Há uma década, surgiram inúmeros restaurantes "descomplexados", com as tábuas de enchidos e as ardósias com petiscos, que impunham o conceito de partilha entre os comensais. Agora, a restauração é dogmaticamente contra a divisão

Não há almoços grátis. E não se divide almoço gratuitamente. Comer é partilhar. Só que a partilha custa 3 euros. Foi divulgado, esta semana, o Guia de Regras e Boas Práticas na Restauração e Bebidas, um trabalho conjunto do governo e do setor. Apesar de assinalar que não é a melhor prática, o documento refere que os restaurantes estão autorizados a recusar a partilha de pratos. Sendo um manual de boas práticas, é esquisito que incentive práticas que considera não serem as melhores. É um manual de práticas, vá.

Há uma década, surgiram inúmeros restaurantes "descomplexados", com as tábuas de enchidos e as ardósias com petiscos, que impunham o conceito de partilha entre os comensais. Agora, a restauração é dogmaticamente contra a divisão e apela à monogastronomia. Nada de promiscuidades, cada um come o seu.

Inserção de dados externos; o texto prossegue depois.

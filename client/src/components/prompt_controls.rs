//! Prompt panel: description input, generate trigger, example prompts.

use leptos::prelude::*;

/// Starter prompt shown on first launch.
pub const DEFAULT_PROMPT: &str =
    "A modern landing page for a new SaaS product called \"InnovateAI\", focusing on features and pricing.";

/// Example descriptions that fill the prompt input when clicked.
pub const EXAMPLE_PROMPTS: [&str; 4] = [
    "A personal portfolio for a graphic designer, featuring a gallery and contact form.",
    "A recipe blog with a clean, minimalist design and featured recipes on the homepage.",
    "An e-commerce storefront for a business that sells handmade pottery.",
    "A landing page for a mobile app called \"FitTrack\", highlighting key features.",
];

#[component]
pub fn PromptControls(
    prompt: RwSignal<String>,
    busy: RwSignal<bool>,
    on_generate: Callback<()>,
) -> impl IntoView {
    let generate_disabled = move || busy.get() || prompt.get().trim().is_empty();

    view! {
        <div class="prompt-controls">
            <label class="prompt-controls__label" for="prompt">"Website Description"</label>
            <textarea
                id="prompt"
                class="prompt-controls__input"
                rows="10"
                placeholder="e.g., A portfolio website for a photographer with a minimalist dark theme and a gallery section..."
                prop:value=move || prompt.get()
                on:input=move |ev| prompt.set(event_target_value(&ev))
            ></textarea>
            <button
                class="prompt-controls__generate"
                disabled=generate_disabled
                on:click=move |_| on_generate.run(())
            >
                {move || {
                    if busy.get() {
                        view! {
                            <span class="prompt-controls__busy">
                                <span class="prompt-controls__spinner" aria-hidden="true"></span>
                                "Generating..."
                            </span>
                        }
                            .into_any()
                    } else {
                        view! { <span>"Generate Website"</span> }.into_any()
                    }
                }}
            </button>

            <div class="prompt-controls__examples">
                <h3 class="prompt-controls__examples-title">"Or try an example:"</h3>
                {EXAMPLE_PROMPTS
                    .iter()
                    .map(|example| {
                        view! {
                            <button
                                class="prompt-controls__example"
                                on:click=move |_| prompt.set((*example).to_owned())
                            >
                                {*example}
                            </button>
                        }
                    })
                    .collect_view()}
            </div>
        </div>
    }
}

Os restaurantes alegam que não é viável que duas pessoas que só pedem um prato ocupem uma mesa. É possível que tenham razão. Por outro lado, isto agrava o estigma em relação às pessoas que almoçam sozinhas. Já tinham de lidar com a sua patética solidão, agora terão de se sentir culpadas por lesarem a saúde financeira da tasca que frequentam.

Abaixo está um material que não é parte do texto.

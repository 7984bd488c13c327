//! Editor color themes.
//!
//! Each theme is a flat table of CSS custom properties applied to the
//! document root; the stylesheet resolves everything editor-chrome-colored
//! through these variables. The selected theme persists independently of the
//! document snapshot.

use serde::{Deserialize, Serialize};

/// Named editor color palette.
#[derive(Clone, Copy, Debug, Default, PartialEq, Eq, Serialize, Deserialize)]
#[serde(rename_all = "lowercase")]
pub enum Theme {
    #[default]
    Dark,
    Light,
    Ocean,
}

impl Theme {
    /// All selectable themes, in menu order.
    pub const ALL: [Self; 3] = [Self::Dark, Self::Light, Self::Ocean];

    /// Stable lowercase name used as the persisted value.
    #[must_use]
    pub fn as_str(self) -> &'static str {
        match self {
            Self::Dark => "dark",
            Self::Light => "light",
            Self::Ocean => "ocean",
        }
    }

    /// Capitalized name for the theme selector.
    #[must_use]
    pub fn label(self) -> &'static str {
        match self {
            Self::Dark => "Dark",
            Self::Light => "Light",
            Self::Ocean => "Ocean",
        }
    }

    /// Parse a persisted theme name. Unknown names yield `None` so callers
    /// fall back to the default.
    #[must_use]
    pub fn from_name(name: &str) -> Option<Self> {
        match name {
            "dark" => Some(Self::Dark),
            "light" => Some(Self::Light),
            "ocean" => Some(Self::Ocean),
            _ => None,
        }
    }

    /// CSS custom property table for this palette.
    #[must_use]
    pub fn variables(self) -> &'static [(&'static str, &'static str)] {
        match self {
            Self::Dark => &[
                ("--editor-bg", "#1e1e1e"),
                ("--editor-text", "#d4d4d4"),
                ("--editor-header-bg", "#252526"),
                ("--editor-border", "#3c3c3c"),
                ("--editor-button-bg", "#3e3e3e"),
                ("--editor-button-hover-bg", "#505050"),
                ("--editor-tab-active-bg", "#1e1e1e"),
                ("--editor-tab-inactive-bg", "transparent"),
                ("--editor-tab-active-text", "#ffffff"),
                ("--editor-tab-inactive-text", "#9ca3af"),
                ("--editor-tab-inactive-hover-bg", "rgba(255, 255, 255, 0.1)"),
                ("--editor-select-bg", "#3e3e3e"),
                ("--editor-select-text", "#ffffff"),
            ],
            Self::Light => &[
                ("--editor-bg", "#ffffff"),
                ("--editor-text", "#27272a"),
                ("--editor-header-bg", "#f4f4f5"),
                ("--editor-border", "#e4e4e7"),
                ("--editor-button-bg", "#e4e4e7"),
                ("--editor-button-hover-bg", "#d4d4d8"),
                ("--editor-tab-active-bg", "#ffffff"),
                ("--editor-tab-inactive-bg", "transparent"),
                ("--editor-tab-active-text", "#18181b"),
                ("--editor-tab-inactive-text", "#71717a"),
                ("--editor-tab-inactive-hover-bg", "rgba(0, 0, 0, 0.05)"),
                ("--editor-select-bg", "#e4e4e7"),
                ("--editor-select-text", "#18181b"),
            ],
            Self::Ocean => &[
                ("--editor-bg", "#0f172a"),
                ("--editor-text", "#94a3b8"),
                ("--editor-header-bg", "#1e293b"),
                ("--editor-border", "#334155"),
                ("--editor-button-bg", "#334155"),
                ("--editor-button-hover-bg", "#475569"),
                ("--editor-tab-active-bg", "#0f172a"),
                ("--editor-tab-inactive-bg", "transparent"),
                ("--editor-tab-active-text", "#e2e8f0"),
                ("--editor-tab-inactive-text", "#64748b"),
                ("--editor-tab-inactive-hover-bg", "rgba(100, 116, 139, 0.2)"),
                ("--editor-select-bg", "#334155"),
                ("--editor-select-text", "#e2e8f0"),
            ],
        }
    }
}

#[cfg(test)]
#[path = "theme_test.rs"]
mod theme_test;
//! Page modules for route-level screens.
//!
//! ARCHITECTURE
//! ============
//! The editor page owns every signal — buffers, prompt, theme, view mode —
//! and delegates rendering to `components`. Persistence and the generation
//! request are wired here so components stay presentational.

pub mod editor;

Dir-me-ão, mas aí o problema não se põe, porque quem almoça sozinho não suja o dobro da loiça. É verdade. Quando duas pessoas dividem uma refeição, a que tem menos fome deve, das duas uma, trazer o seu próprio prato de casa ou oferecer-se para fazer meia hora na copa. Mais honesto seria comerem ambos da travessa, para que o resto dos clientes saibam que há pelintras na sala.

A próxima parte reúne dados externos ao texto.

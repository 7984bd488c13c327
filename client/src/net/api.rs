//! REST API helpers for communicating with the server.
//!
//! Client-side (hydrate): real HTTP calls via `gloo-net`.
//! Server-side (SSR): a stub error, since generation only happens in the
//! browser.
//!
//! ERROR HANDLING
//! ==============
//! Callers get `Result<String, String>`: the error string is either the
//! server's JSON `error` field (the raw provider message) or a generic
//! status-code message, and feeds the dismissible error overlay directly.

#![allow(clippy::unused_async)]

#[cfg(test)]
#[path = "api_test.rs"]
mod api_test;

#[cfg(any(test, feature = "hydrate"))]
const GENERATE_ENDPOINT: &str = "/api/generate";

#[cfg(any(test, feature = "hydrate"))]
fn generate_failed_message(status: u16) -> String {
    format!("generation request failed: {status}")
}

/// Request a generated template for `prompt` via `POST /api/generate`.
///
/// # Errors
///
/// Returns the server's error message, or a transport error string.
pub async fn generate(prompt: &str) -> Result<String, String> {
    #[cfg(feature = "hydrate")]
    {
        #[derive(serde::Serialize)]
        struct Body<'a> {
            prompt: &'a str,
        }

        #[derive(serde::Deserialize)]
        struct GenerateResponse {
            html: String,
        }

        #[derive(serde::Deserialize)]
        struct ErrorResponse {
            error: String,
        }

        let resp = gloo_net::http::Request::post(GENERATE_ENDPOINT)
            .json(&Body { prompt })
            .map_err(|e| e.to_string())?
            .send()
            .await
            .map_err(|e| e.to_string())?;

        if !resp.ok() {
            let status = resp.status();
            return Err(resp
                .json::<ErrorResponse>()
                .await
                .map_or_else(|_| generate_failed_message(status), |body| body.error));
        }

        let body: GenerateResponse = resp.json().await.map_err(|e| e.to_string())?;
        Ok(body.html)
    }
    #[cfg(not(feature = "hydrate"))]
    {
        let _ = prompt;
        Err("not available on server".to_owned())
    }
}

Consigo também empatizar com a queixa de que dividir itens do menu implica utilizar um número mais elevado de talheres. A questão é que, se vamos penalizar quem partilha refeições, devemos punir de igual forma quem não tem coordenação motora para evitar que os talheres vão parar ao chão. Há pessoas que, no decorrer de uma refeição, deixam cair três facas. O setor da restauração irá à falência se continuar a ser clemente com os desastrados.

Na verdade, esta não é uma cruzada contra os clientes, mas contra os clientes que têm pouca fome. Quem não tem apetite deve evitar comer fora. Os chefes de sala dos restaurantes têm de começar a fazer um questionário à entrada, para filtrar quem parece um pisco a comer, identificando intenções de frugalidade. "O senhor está com um ratito, larica, fome ou vontade de deglutir um antílope?"; "porventura ingeriu um batido proteico nas últimas duas horas?"; "de zero a 10, quanto é que se identifica com a frase 'eu raramente janto, fico bem só com uma sopinha'?".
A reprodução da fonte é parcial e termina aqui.